Presbyterians in the ordinance of baptism sprinkle infants. A Book of Public Prayer for the Presbyterian Church of America, 1857, reads (p. 147):
Baptism is an holy Sacrament instituted by Christ: in which a person professing the Christian Faith, or the infant of such, is baptized with water into the Name of the Father, and of the Son, and of the Holy Ghost: in signification and solemnization of the holy covenant in which as a believer, or the seed of believers, he giveth up himself, or is by the parent given up, to God the Father Son and Holy Ghost: to believe in, love, and fear this blessed Trinity, against the flesh, the devil, and the world. Thus he is solemnly entered a visible member of Christ and His Church, a child of God, and an heir of heaven.
This is considered and called “a prescribed form of worship” (p. xv), so under the category of worship. Is baptism worship of God? The thought here is that the ordinances of baptism and the Lord’s Supper, these two rites, are acts of worship in the New Testament temple of God. To worship God, God must accept the baptism.
Through the Bible, a primary criterion for worship is that God accepts it. For God to accept it, it must accord with scripture. God accepts worship in truth. In the Old Testament, God punishes false worship by death, such as the case of Nadab and Abihu for offering strange fire to the Lord. Infant sprinkling is not truth.
C. H. Spurgeon preached and the transcript reads:
When we reflect that it is rendered into some thing worse than superstition by being accompanied with falsehood, when children are taught that in their baptism they are made the children of God, and inheritors of the kingdom of heaven, which is as base a lie as ever was forged in hell, or uttered beneath the copes of heaven, our spirit sinks at the fearful errors which have crept into the Church, through the one little door of infant sprinkling.

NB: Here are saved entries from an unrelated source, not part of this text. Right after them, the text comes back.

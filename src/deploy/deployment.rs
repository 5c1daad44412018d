// ABOUTME: Generic deployment struct parameterized by state marker.
// ABOUTME: State types carry their own data for compile-time guarantees.

use crate::topology::SwarmTopology;
use crate::types::{ImageRef, RemoteHost, ServiceName};

use super::metadata::DeploymentMetadata;
use super::request::DeploymentRequest;
use super::state::{Idle, NeedsRelay, Pulled, Pushed, Ready, Updated};

/// A deployment in progress, parameterized by its current state.
///
/// Stages can only run in pipeline order; skipping one does not compile:
///
/// ```compile_fail
/// use deployer::deploy::{Deployment, DeploymentRequest};
/// use deployer::output::{Output, OutputMode};
/// use deployer::process::LocalRunner;
///
/// async fn skip_build(request: &DeploymentRequest) {
///     let runner = LocalRunner::new();
///     let output = Output::new(OutputMode::Quiet);
///     // `pull` only exists once the image has been pushed.
///     Deployment::new(request).pull(&runner, 40661, &output).await;
/// }
/// ```
///
/// ```compile_fail
/// use deployer::deploy::{Deployment, DeploymentMetadata, DeploymentRequest};
/// use deployer::process::LocalRunner;
///
/// async fn update_unbuilt(request: &DeploymentRequest, metadata: &DeploymentMetadata) {
///     let runner = LocalRunner::new();
///     Deployment::new(request).update(&runner, metadata).await;
/// }
/// ```
#[derive(Debug)]
pub struct Deployment<'r, S> {
    pub(crate) request: &'r DeploymentRequest,
    pub(crate) state: S,
}

/// Outcome of the topology check.
#[derive(Debug)]
pub enum Route<'r> {
    /// One node: the pulled image is already where tasks run.
    SingleNode(Deployment<'r, Ready>),
    /// Several nodes: the image must go through the cluster registry first.
    MultiNode(Deployment<'r, NeedsRelay>),
}

impl<'r> Deployment<'r, Idle> {
    pub fn new(request: &'r DeploymentRequest) -> Self {
        Deployment {
            request,
            state: Idle,
        }
    }
}

impl<'r, S> Deployment<'r, S> {
    pub fn request(&self) -> &'r DeploymentRequest {
        self.request
    }

    pub fn service_name(&self) -> &ServiceName {
        &self.request.service_name
    }

    pub fn image(&self) -> &ImageRef {
        &self.request.image
    }

    pub fn host(&self) -> &RemoteHost {
        &self.request.remote_host
    }

    pub(crate) fn transition<T>(self, state: T) -> Deployment<'r, T> {
        Deployment {
            request: self.request,
            state,
        }
    }
}

impl Deployment<'_, Pushed> {
    /// Reference pushed into the local registry.
    pub fn local_image(&self) -> &ImageRef {
        &self.state.local_image
    }
}

impl Deployment<'_, Pulled> {
    /// Tag the image carries on the remote host.
    pub fn remote_tag(&self) -> &str {
        &self.state.remote_tag
    }
}

impl Deployment<'_, NeedsRelay> {
    pub fn topology(&self) -> &SwarmTopology {
        &self.state.topology
    }
}

impl Deployment<'_, Ready> {
    /// Image the service will be updated to.
    pub fn image_to_deploy(&self) -> &str {
        &self.state.image
    }

    pub fn topology(&self) -> &SwarmTopology {
        &self.state.topology
    }
}

impl Deployment<'_, Updated> {
    pub fn deployed_image(&self) -> &str {
        &self.state.image
    }

    pub fn metadata(&self) -> &DeploymentMetadata {
        &self.state.metadata
    }
}
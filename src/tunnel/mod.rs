// ABOUTME: Reverse SSH tunnels from the swarm host back to the local registry.
// ABOUTME: Spawns ssh, resolves the remote-allocated port, and owns the process lifetime.

mod error;
mod handle;
mod manager;

pub use error::TunnelError;
pub use handle::{TunnelHandle, TunnelState};
pub use manager::{DEFAULT_ALLOCATION_TIMEOUT, TunnelManager, parse_allocated_port};
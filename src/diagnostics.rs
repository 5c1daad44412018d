// ABOUTME: Non-fatal problems noticed while deploying or inspecting.
// ABOUTME: Teardown leftovers and label drift are reported, never turned into failures.

use std::fmt;

/// What a warning is about.
#[derive(Debug, Clone, Copy, PartialEq, Eq)]
pub enum WarningKind {
    /// Tunnel process may be orphaned.
    TunnelTeardown,
    /// Ephemeral registry container may remain.
    RegistryCleanup,
    /// Service was updated outside this tool since the last deployment.
    MetadataMismatch,
}

impl fmt::Display for WarningKind {
    fn fmt(&self, f: &mut fmt::Formatter<'_>) -> fmt::Result {
        f.write_str(match self {
            WarningKind::TunnelTeardown => "tunnel teardown",
            WarningKind::RegistryCleanup => "registry cleanup",
            WarningKind::MetadataMismatch => "metadata mismatch",
        })
    }
}

#[derive(Debug, Clone, PartialEq, Eq)]
pub struct Warning {
    pub kind: WarningKind,
    pub message: String,
}

impl Warning {
    pub fn new(kind: WarningKind, message: impl Into<String>) -> Self {
        Self {
            kind,
            message: message.into(),
        }
    }

    pub fn tunnel_teardown(message: impl Into<String>) -> Self {
        Self::new(WarningKind::TunnelTeardown, message)
    }

    pub fn registry_cleanup(message: impl Into<String>) -> Self {
        Self::new(WarningKind::RegistryCleanup, message)
    }

    pub fn metadata_mismatch(message: impl Into<String>) -> Self {
        Self::new(WarningKind::MetadataMismatch, message)
    }
}

impl fmt::Display for Warning {
    fn fmt(&self, f: &mut fmt::Formatter<'_>) -> fmt::Result {
        write!(f, "{}: {}", self.kind, self.message)
    }
}

/// Warnings of one run, in the order they were raised. Each is logged when recorded.
#[derive(Debug, Default)]
pub struct Diagnostics {
    warnings: Vec<Warning>,
}

impl Diagnostics {
    pub fn warn(&mut self, warning: Warning) {
        tracing::warn!(kind = %warning.kind, "{}", warning.message);
        self.warnings.push(warning);
    }

    pub fn warnings(&self) -> &[Warning] {
        &self.warnings
    }

    pub fn has_warnings(&self) -> bool {
        !self.warnings.is_empty()
    }

    pub fn into_warnings(self) -> Vec<Warning> {
        self.warnings
    }
}

#[cfg(test)]
mod tests {
    use super::*;

    #[test]
    fn keeps_warnings_in_order() {
        let mut diag = Diagnostics::default();
        assert!(!diag.has_warnings());

        diag.warn(Warning::tunnel_teardown("kill failed"));
        diag.warn(Warning::registry_cleanup("container busy"));

        assert!(diag.has_warnings());
        let kinds: Vec<_> = diag.warnings().iter().map(|w| w.kind).collect();
        assert_eq!(
            kinds,
            vec![WarningKind::TunnelTeardown, WarningKind::RegistryCleanup]
        );
        assert_eq!(diag.into_warnings().len(), 2);
    }

    #[test]
    fn display_names_the_kind() {
        let warning = Warning::metadata_mismatch("api runs nginx:1.25");
        assert_eq!(warning.to_string(), "metadata mismatch: api runs nginx:1.25");
    }
}
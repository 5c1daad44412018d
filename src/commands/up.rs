// ABOUTME: Up command implementation.
// ABOUTME: Runs one pipeline in-process, or fans several services out to worker processes.

use std::path::Path;

use deployer::config::Config;
use deployer::deploy::{DeploymentCoordinator, DeploymentRequest};
use deployer::error::Result;
use deployer::output::Output;
use deployer::process::LocalRunner;
use deployer::types::RemoteHost;
use deployer::workers::{WorkerPlan, combined_exit_code, run_workers};

/// Exit code after an interrupt, as shells report SIGINT.
const INTERRUPTED_EXIT_CODE: i32 = 130;

/// Deploy the selected services; returns the process exit code.
pub async fn up(
    config: &Config,
    config_path: &Path,
    host: &RemoteHost,
    services: &[String],
    output: Output,
    verbose: bool,
) -> Result<i32> {
    let keys = config.select(services)?;

    if keys.len() == 1 {
        let request = config.request(keys.first(), host)?;
        return deploy_one(&request, output).await;
    }

    output.progress(&format!(
        "Deploying {} services to {}: {}",
        keys.len(),
        host,
        keys.iter().map(String::as_str).collect::<Vec<_>>().join(", ")
    ));

    let plan = WorkerPlan {
        program: std::env::current_exe()?,
        config_path: config_path.to_path_buf(),
        host: host.clone(),
        mode: output.mode(),
        verbose,
    };

    // Workers get the terminal's interrupt too and tear down their own tunnels;
    // the parent only keeps waiting for them.
    tokio::spawn(async {
        while tokio::signal::ctrl_c().await.is_ok() {
            tracing::warn!("interrupt received, waiting for workers to tear down");
        }
    });

    let runner = LocalRunner::new();
    let exits = run_workers(&runner, &plan, &keys).await?;
    for exit in exits.iter().filter(|exit| !exit.success()) {
        output.error(&format!(
            "{} failed (exit code {})",
            exit.key,
            exit.code.map_or("none".to_string(), |c| c.to_string())
        ));
    }

    Ok(combined_exit_code(&exits))
}

/// Run the pipeline for one service in this process.
async fn deploy_one(request: &DeploymentRequest, output: Output) -> Result<i32> {
    let mut output = output.for_service(request.key.as_str());
    output.start_timer();
    output.progress(&format!(
        "Deploying {} ({}) to {}",
        request.service_name, request.image, request.remote_host
    ));

    let runner = LocalRunner::new();
    let coordinator = DeploymentCoordinator::new(&runner);

    // Dropping the pipeline future on a signal drops the tunnel handle, which
    // kills the ssh process.
    let result = tokio::select! {
        result = coordinator.run(request, &output) => result,
        _ = shutdown_signal() => {
            output.error("interrupted, tunnel closed");
            return Ok(INTERRUPTED_EXIT_CODE);
        }
    };

    for warning in &result.warnings {
        output.warning(&warning.message);
    }

    match (&result.deployed_image, result.error_detail()) {
        (Some(image), _) if result.succeeded => {
            output.success(&format!("Deployed {} with {}", request.service_name, image));
        }
        (_, detail) => {
            output.error(&detail.unwrap_or_else(|| "deployment failed".to_string()));
        }
    }

    Ok(result.exit_code())
}

/// Resolves on Ctrl-C, or SIGTERM on unix.
async fn shutdown_signal() {
    #[cfg(unix)]
    {
        use tokio::signal::unix::{SignalKind, signal};

        match signal(SignalKind::terminate()) {
            Ok(mut terminate) => {
                tokio::select! {
                    _ = tokio::signal::ctrl_c() => {}
                    _ = terminate.recv() => {}
                }
            }
            Err(e) => {
                tracing::debug!("SIGTERM handler unavailable: {}", e);
                let _ = tokio::signal::ctrl_c().await;
            }
        }
    }

    #[cfg(not(unix))]
    {
        let _ = tokio::signal::ctrl_c().await;
    }
}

Preaching at the Metropolitan Tabernacle in 1861, Hugh Brown said:
We cannot but regard infant baptism as the main root of the superstitious and destructive dogma of baptismal regeneration, to which as Protestants we are opposed; we cannot but regard infant baptism as the chief corner-stone of State Churchism, to which as Dissenters we are opposed; we cannot but regard infant baptism as unscriptural, and to everything that is unscriptural we, as disciples of Jesus Christ, must be opposed; and we do trust that all who differ from us, and however widely they may differ, will still admit that we are only doing what is right in maintaining what we believe to be the truth of God with reference to this matter.
I’ve read many who say that infant sprinkling has sent more people to hell than any other false doctrine. I can’t disagree. Recently someone compared this to 1-2-3-pray-with-me or easy prayerism. They both send many people to Hell, the latter catching up today with infant sprinkling in its damnatory qualities.
I’m happy when I hear any Presbyterian believes right, preaches scripturally, about anything. Love rejoices in the truth. Infant sprinkling is false worship and as a doctrine sends people to Hell. God killed Nadab and Abihu for changing the recipe at the altar of incense. How much more serious is the false worship and perverting message of infant sprinkling? Baptists should separate from Presbyterians, not remain in unity with them. They should not yoke together in common ministry. They should do what God does with false worship.